As an introduction to the problem I have to say that mapping model to view in this approach is difficult. Mapper assumes that each view element that has mapping to model has in model length 1. This makes a lot of sense. Position offset before view element and after view element differs by 1. If that view element is mapped to model element, positions in model should also differ by 1.

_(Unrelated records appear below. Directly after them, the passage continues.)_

//! Workbook reading options.

use crate::model::DateRendering;

/// Options controlling how the first sheet is turned into records.
#[derive(Debug, Clone)]
pub struct ReadOptions {
    /// How date-formatted numbers are exposed
    pub dates: DateRendering,

    /// Drop data rows in which every cell is empty
    pub skip_blank_rows: bool,

    /// Keep error cells (`#DIV/0!`, ...) in records instead of leaving them out
    pub keep_error_cells: bool,
}

impl Default for ReadOptions {
    fn default() -> Self {
        Self {
            dates: DateRendering::Serial,
            skip_blank_rows: true,
            keep_error_cells: false,
        }
    }
}

impl ReadOptions {
    /// Create new read options.
    pub fn new() -> Self {
        Self::default()
    }

    /// Set the date rendering mode.
    pub fn with_dates(mut self, dates: DateRendering) -> Self {
        self.dates = dates;
        self
    }

    /// Keep or drop entirely blank data rows.
    pub fn with_skip_blank_rows(mut self, skip: bool) -> Self {
        self.skip_blank_rows = skip;
        self
    }

    /// Keep or leave out error cells.
    pub fn with_error_cells(mut self, keep: bool) -> Self {
        self.keep_error_cells = keep;
        self
    }
}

Unfortunately, this is not true in our case, because <li> can have other <li>s but in model, these are separate elements. Here is problematic case: View:

<p>x[xx</p>
<ul>
    <li>
        aa]a
        <ul>
            <li>bbb</li>
            <li>ccc</li>
        </ul>
    </li>
</ul>

Model:

<paragraph>x[xx</paragraph>
{<listItem indent=0>aa]a</listItem>}
<listItem indent=1>bbb</listItem>
<listItem indent=1>ccc</listItem>

First of all, take a look at {} selection. What the heck does it really represent? Okay, you may say it represents that one bullet point. Now, good luck mapping {} selection on the view. listItem is mapped to <li>. In the view, you cannot have position after listItem "aaa" but before listItem "bbb". This is impossible.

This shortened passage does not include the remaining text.